▼▼▼
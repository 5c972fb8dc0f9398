// SPDX-License-Identifier: BUSL-1.1
// Copyright (c) 2026 Alfred Jean LLC

//! Wire round-trip properties for the control protocol.

use super::*;
use proptest::prelude::*;

fn arb_request() -> impl Strategy<Value = Request> {
    prop_oneof![
        Just(Request::Ping),
        Just(Request::Status),
        Just(Request::SnapshotsList),
        Just(Request::SelfTest),
        any::<bool>().prop_map(|all| Request::ListChanges {
            filter: if all { ChangeFilter::All } else { ChangeFilter::Active }
        }),
        "[a-z]{1,12}_[0-9]{1,4}".prop_map(|change_id| Request::Confirm { change_id }),
        "[a-z]{1,12}_[0-9]{1,4}".prop_map(|change_id| Request::Cancel { change_id }),
        proptest::option::of("[ -~]{0,40}")
            .prop_map(|description| Request::SnapshotsCreate { description }),
        "[0-9]{13}-[A-Za-z0-9_-]{6}".prop_map(|snapshot_id| Request::SnapshotsRestore {
            snapshot_id
        }),
    ]
}

proptest! {
    #[test]
    fn request_json_round_trips(request in arb_request()) {
        let json = serde_json::to_vec(&request).unwrap();
        let back: Request = serde_json::from_slice(&json).unwrap();
        prop_assert_eq!(back, request);
    }

    #[test]
    fn frame_round_trips(request in arb_request()) {
        let rt = tokio::runtime::Builder::new_current_thread().build().unwrap();
        rt.block_on(async {
            let (mut a, mut b) = tokio::io::duplex(64 * 1024);
            write_message(&mut a, &request).await.unwrap();
            let got: Request = read_message(&mut b).await.unwrap();
            assert_eq!(got, request);
        });
    }
}

#[test]
fn requests_use_op_args_shape() {
    let json = serde_json::to_value(Request::Confirm { change_id: "ssh_1".into() }).unwrap();
    assert_eq!(json["op"], "confirm");
    assert_eq!(json["args"]["change_id"], "ssh_1");

    let json = serde_json::to_value(Request::Ping).unwrap();
    assert_eq!(json["op"], "ping");
}

#[test]
fn responses_use_ok_value_error_shape() {
    let json = serde_json::to_value(Response::ok(Payload::Pong)).unwrap();
    assert_eq!(json["ok"], true);
    assert_eq!(json["value"]["type"], "pong");
    assert!(json.get("error").is_none());

    let json = serde_json::to_value(Response::error(ErrorKind::NotConfirmable, "x")).unwrap();
    assert_eq!(json["ok"], false);
    assert_eq!(json["error"]["kind"], "not-confirmable");
    assert!(json.get("value").is_none());
}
▲▲▲
> **The problem**
Each entry above must be repeated word for word.

> **Task solution**
repository 5c972fb8dc0f9398
// SPDX-License-Identifier: BUSL-1.1
// Copyright (c) 2026 Alfred Jean LLC

//! Wire round-trip properties for the control protocol.

use super::*;
use proptest::prelude::*;

fn arb_request() -> impl Strategy<Value = Request> {
    prop_oneof![
        Just(Request::Ping),
        Just(Request::Status),
        Just(Request::SnapshotsList),
        Just(Request::SelfTest),
        any::<bool>().prop_map(|all| Request::ListChanges {
            filter: if all { ChangeFilter::All } else { ChangeFilter::Active }
        }),
        "[a-z]{1,12}_[0-9]{1,4}".prop_map(|change_id| Request::Confirm { change_id }),
        "[a-z]{1,12}_[0-9]{1,4}".prop_map(|change_id| Request::Cancel { change_id }),
        proptest::option::of("[ -~]{0,40}")
            .prop_map(|description| Request::SnapshotsCreate { description }),
        "[0-9]{13}-[A-Za-z0-9_-]{6}".prop_map(|snapshot_id| Request::SnapshotsRestore {
            snapshot_id
        }),
    ]
}

proptest! {
    #[test]
    fn request_json_round_trips(request in arb_request()) {
        let json = serde_json::to_vec(&request).unwrap();
        let back: Request = serde_json::from_slice(&json).unwrap();
        prop_assert_eq!(back, request);
    }

    #[test]
    fn frame_round_trips(request in arb_request()) {
        let rt = tokio::runtime::Builder::new_current_thread().build().unwrap();
        rt.block_on(async {
            let (mut a, mut b) = tokio::io::duplex(64 * 1024);
            write_message(&mut a, &request).await.unwrap();
            let got: Request = read_message(&mut b).await.unwrap();
            assert_eq!(got, request);
        });
    }
}

#[test]
fn requests_use_op_args_shape() {
    let json = serde_json::to_value(Request::Confirm { change_id: "ssh_1".into() }).unwrap();
    assert_eq!(json["op"], "confirm");
    assert_eq!(json["args"]["change_id"], "ssh_1");

    let json = serde_json::to_value(Request::Ping).unwrap();
    assert_eq!(json["op"], "ping");
}

#[test]
fn responses_use_ok_value_error_shape() {
    let json = serde_json::to_value(Response::ok(Payload::Pong)).unwrap();
    assert_eq!(json["ok"], true);
    assert_eq!(json["value"]["type"], "pong");
    assert!(json.get("error").is_none());

    let json = serde_json::to_value(Response::error(ErrorKind::NotConfirmable, "x")).unwrap();
    assert_eq!(json["ok"], false);
    assert_eq!(json["error"]["kind"], "not-confirmable");
    assert!(json.get("value").is_none());
}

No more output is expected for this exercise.